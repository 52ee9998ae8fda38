//! Incremental, key-addressed construction of tree ensembles.
//!
//! [`ModelBuilder`] stages trees whose nodes are identified by caller-chosen
//! integer keys. Nodes can be created, wired and assigned roles in any order;
//! test nodes may name children that do not exist yet. Nothing is checked
//! structurally until [`ModelBuilder::commit_model`], which validates every
//! staged tree and compacts them into a position-addressed [`Model`].
//!
//! # Example
//!
//! ```
//! use forestir::builder::{ModelBuilder, TreePosition};
//! use forestir::repr::{Operator, Split};
//!
//! let mut builder = ModelBuilder::new(1);
//! let tree = builder.create_tree(TreePosition::Append)?;
//! for key in [10, 11, 12] {
//!     builder.create_node(tree, key)?;
//! }
//! builder.set_root_node(tree, 10)?;
//! builder.set_test_node(tree, 10, Split::new(0, Operator::Lt, 0.5, true), 11, 12)?;
//! builder.set_leaf_node(tree, 11, -1.0)?;
//! builder.set_leaf_node(tree, 12, 1.0)?;
//!
//! let model = builder.commit_model()?;
//! assert_eq!(model.tree(0)?.n_nodes(), 3);
//! # Ok::<(), Box<dyn std::error::Error>>(())
//! ```

mod commit;
mod error;
mod staging;

pub use error::{BuildError, ValidationError};
pub use staging::{NodeKey, StagedNode, StagedTree};

use crate::repr::{Model, NodeKind, Split};

/// Where [`ModelBuilder::create_tree`] places the new tree.
#[derive(Debug, Clone, Copy, PartialEq, Eq, Default)]
pub enum TreePosition {
    /// After all existing trees.
    #[default]
    Append,
    /// At this index, shifting later trees back. `At(n_trees)` appends.
    At(usize),
}

impl From<usize> for TreePosition {
    fn from(index: usize) -> Self {
        TreePosition::At(index)
    }
}

/// Mutable staging area for an ensemble under construction.
///
/// The builder exclusively owns its staged state. Every mutation takes
/// `&mut self`; a failed operation leaves the state unchanged.
#[derive(Debug, Clone, PartialEq, Default)]
pub struct ModelBuilder {
    num_features: u32,
    trees: Vec<StagedTree>,
}

impl ModelBuilder {
    /// Create an empty builder for models over `num_features` input features.
    pub fn new(num_features: u32) -> Self {
        Self {
            num_features,
            trees: Vec::new(),
        }
    }

    /// Stage the trees of an existing model, using node positions as keys.
    ///
    /// Committing the result reproduces `model`.
    pub fn from_model(model: &Model) -> Self {
        let trees = model
            .trees()
            .map(|tree| {
                let mut staged = StagedTree {
                    root: Some(0),
                    ..StagedTree::default()
                };
                for node in tree.nodes() {
                    let staged_node = match *node.kind() {
                        NodeKind::Leaf { value } => StagedNode::Leaf { value },
                        NodeKind::Test { split, left, right } => StagedNode::Test {
                            split,
                            left: left as NodeKey,
                            right: right as NodeKey,
                        },
                    };
                    staged.nodes.insert(node.id() as NodeKey, staged_node);
                }
                staged
            })
            .collect();

        Self {
            num_features: model.num_features(),
            trees,
        }
    }

    #[inline]
    pub fn num_features(&self) -> u32 {
        self.num_features
    }

    /// Number of staged trees.
    #[inline]
    pub fn n_trees(&self) -> usize {
        self.trees.len()
    }

    /// Read-only view of a staged tree.
    pub fn tree(&self, tree: usize) -> Result<&StagedTree, BuildError> {
        self.trees.get(tree).ok_or(BuildError::TreeNotFound {
            tree,
            n_trees: self.trees.len(),
        })
    }

    fn tree_mut(&mut self, tree: usize) -> Result<&mut StagedTree, BuildError> {
        let n_trees = self.trees.len();
        self.trees
            .get_mut(tree)
            .ok_or(BuildError::TreeNotFound { tree, n_trees })
    }

    /// Look up a staged node.
    pub fn node(&self, tree: usize, key: NodeKey) -> Result<&StagedNode, BuildError> {
        self.tree(tree)?
            .node(key)
            .ok_or(BuildError::NodeNotFound { tree, key })
    }

    fn node_mut(&mut self, tree: usize, key: NodeKey) -> Result<&mut StagedNode, BuildError> {
        self.tree_mut(tree)?
            .nodes
            .get_mut(&key)
            .ok_or(BuildError::NodeNotFound { tree, key })
    }

    // =========================================================================
    // Trees
    // =========================================================================

    /// Insert a new empty tree. Returns its index.
    pub fn create_tree(&mut self, position: TreePosition) -> Result<usize, BuildError> {
        let index = match position {
            TreePosition::Append => self.trees.len(),
            TreePosition::At(index) if index <= self.trees.len() => index,
            TreePosition::At(index) => {
                return Err(BuildError::TreeNotFound {
                    tree: index,
                    n_trees: self.trees.len(),
                })
            }
        };
        self.trees.insert(index, StagedTree::default());
        Ok(index)
    }

    /// Remove a tree and all its staged nodes. Later trees shift forward.
    pub fn delete_tree(&mut self, tree: usize) -> Result<(), BuildError> {
        self.tree(tree)?;
        self.trees.remove(tree);
        Ok(())
    }

    // =========================================================================
    // Nodes
    // =========================================================================

    /// Create an empty node under `key`.
    pub fn create_node(&mut self, tree: usize, key: NodeKey) -> Result<(), BuildError> {
        let staged = self.tree_mut(tree)?;
        if staged.nodes.contains_key(&key) {
            return Err(BuildError::DuplicateKey { tree, key });
        }
        staged.nodes.insert(key, StagedNode::Empty);
        Ok(())
    }

    /// Remove a node that no other node names as a child.
    ///
    /// Deleting the designated root clears the designation.
    pub fn delete_node(&mut self, tree: usize, key: NodeKey) -> Result<(), BuildError> {
        let staged = self.tree_mut(tree)?;
        if !staged.nodes.contains_key(&key) {
            return Err(BuildError::NodeNotFound { tree, key });
        }
        if let Some(parent) = staged.referencing_parent(key) {
            return Err(BuildError::InUse { tree, key, parent });
        }
        staged.nodes.remove(&key);
        if staged.root == Some(key) {
            staged.root = None;
        }
        Ok(())
    }

    /// Designate `key` as the root, replacing any previous designation.
    pub fn set_root_node(&mut self, tree: usize, key: NodeKey) -> Result<(), BuildError> {
        let staged = self.tree_mut(tree)?;
        if !staged.nodes.contains_key(&key) {
            return Err(BuildError::NodeNotFound { tree, key });
        }
        staged.root = Some(key);
        Ok(())
    }

    /// Turn an empty node into a test node.
    ///
    /// `left` is taken when `value <op> threshold` holds, `right` otherwise.
    /// Neither child needs to exist yet.
    pub fn set_test_node(
        &mut self,
        tree: usize,
        key: NodeKey,
        split: Split,
        left: NodeKey,
        right: NodeKey,
    ) -> Result<(), BuildError> {
        let node = self.node_mut(tree, key)?;
        if !node.is_empty() {
            return Err(BuildError::AlreadyDefined { tree, key });
        }
        *node = StagedNode::Test { split, left, right };
        Ok(())
    }

    /// Turn an empty node into a leaf.
    ///
    /// A non-finite `value` is accepted here and rejected at commit.
    pub fn set_leaf_node(&mut self, tree: usize, key: NodeKey, value: f64) -> Result<(), BuildError> {
        let node = self.node_mut(tree, key)?;
        if !node.is_empty() {
            return Err(BuildError::AlreadyDefined { tree, key });
        }
        *node = StagedNode::Leaf { value };
        Ok(())
    }

    // =========================================================================
    // Commit
    // =========================================================================

    /// Validate every staged tree and compact them into a new [`Model`].
    ///
    /// Fails with [`BuildError::ValidationFailed`] for the first invalid tree;
    /// no model is produced in that case. The staged state is never modified,
    /// so the builder can be repaired and committed again, and models issued
    /// earlier share no storage with it.
    pub fn commit_model(&self) -> Result<Model, BuildError> {
        let trees = self
            .trees
            .iter()
            .enumerate()
            .map(|(tree, staged)| {
                commit::compact(staged, self.num_features)
                    .map_err(|error| BuildError::ValidationFailed { tree, error })
            })
            .collect::<Result<Vec<_>, _>>()?;
        Ok(Model::new_unchecked(self.num_features, trees))
    }
}

#[cfg(test)]
mod tests {
    use super::*;
    use crate::repr::Operator;

    fn lt(feature: u32, threshold: f64) -> Split {
        Split::new(feature, Operator::Lt, threshold, true)
    }

    #[test]
    fn create_tree_positions() {
        let mut b = ModelBuilder::new(1);
        assert_eq!(b.create_tree(TreePosition::Append), Ok(0));
        assert_eq!(b.create_tree(TreePosition::Append), Ok(1));
        b.create_node(1, 7).unwrap();

        // insert in front; the tree holding key 7 moves to index 2
        assert_eq!(b.create_tree(0usize.into()), Ok(0));
        assert!(b.tree(2).unwrap().contains(7));
        assert_eq!(b.create_tree(TreePosition::At(3)), Ok(3));
        assert_eq!(
            b.create_tree(TreePosition::At(9)),
            Err(BuildError::TreeNotFound {
                tree: 9,
                n_trees: 4
            })
        );
        assert_eq!(b.n_trees(), 4);
    }

    #[test]
    fn delete_tree_shifts_and_reports_missing() {
        let mut b = ModelBuilder::new(1);
        b.create_tree(TreePosition::Append).unwrap();
        b.create_tree(TreePosition::Append).unwrap();
        b.create_node(1, 3).unwrap();

        b.delete_tree(0).unwrap();
        assert_eq!(b.n_trees(), 1);
        assert!(b.tree(0).unwrap().contains(3));
        assert!(b.delete_tree(1).unwrap_err().is_not_found());
    }

    #[test]
    fn node_operations_require_existing_tree() {
        let mut b = ModelBuilder::new(1);
        let err = b.create_node(0, 1).unwrap_err();
        assert_eq!(err, BuildError::TreeNotFound { tree: 0, n_trees: 0 });
        assert!(b.set_root_node(0, 1).unwrap_err().is_not_found());
        assert!(b.set_leaf_node(0, 1, 0.0).unwrap_err().is_not_found());
    }

    #[test]
    fn roles_are_assigned_once() {
        let mut b = ModelBuilder::new(1);
        b.create_tree(TreePosition::Append).unwrap();
        b.create_node(0, 1).unwrap();
        b.set_leaf_node(0, 1, 2.0).unwrap();

        assert_eq!(
            b.set_leaf_node(0, 1, 3.0),
            Err(BuildError::AlreadyDefined { tree: 0, key: 1 })
        );
        assert_eq!(
            b.set_test_node(0, 1, lt(0, 0.5), 2, 3),
            Err(BuildError::AlreadyDefined { tree: 0, key: 1 })
        );
        assert_eq!(b.node(0, 1), Ok(&StagedNode::Leaf { value: 2.0 }));
        assert_eq!(
            b.set_leaf_node(0, 9, 0.0),
            Err(BuildError::NodeNotFound { tree: 0, key: 9 })
        );
    }

    #[test]
    fn delete_node_refuses_referenced_children() {
        let mut b = ModelBuilder::new(1);
        b.create_tree(TreePosition::Append).unwrap();
        for key in [1, 2, 3] {
            b.create_node(0, key).unwrap();
        }
        b.set_test_node(0, 1, lt(0, 0.5), 2, 3).unwrap();

        assert_eq!(
            b.delete_node(0, 3),
            Err(BuildError::InUse {
                tree: 0,
                key: 3,
                parent: 1
            })
        );
        assert!(b.tree(0).unwrap().contains(3));

        // the parent itself can go, after which the child is free
        b.delete_node(0, 1).unwrap();
        b.delete_node(0, 3).unwrap();
        assert_eq!(
            b.delete_node(0, 3),
            Err(BuildError::NodeNotFound { tree: 0, key: 3 })
        );
        assert_eq!(b.tree(0).unwrap().len(), 1);
    }

    #[test]
    fn delete_root_clears_designation() {
        let mut b = ModelBuilder::new(1);
        b.create_tree(TreePosition::Append).unwrap();
        b.create_node(0, 4).unwrap();
        b.set_root_node(0, 4).unwrap();
        b.delete_node(0, 4).unwrap();
        assert_eq!(b.tree(0).unwrap().root(), None);
    }

    #[test]
    fn set_root_replaces_previous() {
        let mut b = ModelBuilder::new(1);
        b.create_tree(TreePosition::Append).unwrap();
        b.create_node(0, 1).unwrap();
        b.create_node(0, 2).unwrap();
        b.set_root_node(0, 1).unwrap();
        b.set_root_node(0, 2).unwrap();
        assert_eq!(b.tree(0).unwrap().root(), Some(2));
        assert_eq!(
            b.set_root_node(0, 3),
            Err(BuildError::NodeNotFound { tree: 0, key: 3 })
        );
        assert_eq!(b.tree(0).unwrap().root(), Some(2));
    }

    #[test]
    fn forward_references_commit() {
        let mut b = ModelBuilder::new(2);
        b.create_tree(TreePosition::Append).unwrap();
        b.create_node(0, 100).unwrap();
        b.set_test_node(0, 100, lt(1, 2.5), 200, 300).unwrap();
        b.set_root_node(0, 100).unwrap();
        b.create_node(0, 300).unwrap();
        b.create_node(0, 200).unwrap();
        b.set_leaf_node(0, 300, 9.0).unwrap();
        b.set_leaf_node(0, 200, 8.0).unwrap();

        let model = b.commit_model().unwrap();
        let tree = model.tree(0).unwrap();
        assert_eq!(tree.children(0).unwrap(), Some((1, 2)));
        assert_eq!(tree.leaf_value(1).unwrap(), Some(8.0));
        assert_eq!(tree.leaf_value(2).unwrap(), Some(9.0));
    }

    #[test]
    fn empty_builder_commits_empty_model() {
        let model = ModelBuilder::new(3).commit_model().unwrap();
        assert!(model.is_empty());
        assert_eq!(model.num_features(), 3);
    }

    #[test]
    fn empty_tree_fails_commit() {
        let mut b = ModelBuilder::new(1);
        b.create_tree(TreePosition::Append).unwrap();
        assert_eq!(
            b.commit_model(),
            Err(BuildError::ValidationFailed {
                tree: 0,
                error: ValidationError::MissingRoot
            })
        );
    }
}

········

### REQUIREMENT
Print only the lines from the top of the data above down to the line holding "which validates every", inclusive.

### WRITTEN SOLUTION
repository 52ee9998ae8fda38
//! Incremental, key-addressed construction of tree ensembles.
//!
//! [`ModelBuilder`] stages trees whose nodes are identified by caller-chosen
//! integer keys. Nodes can be created, wired and assigned roles in any order;
//! test nodes may name children that do not exist yet. Nothing is checked
//! structurally until [`ModelBuilder::commit_model`], which validates every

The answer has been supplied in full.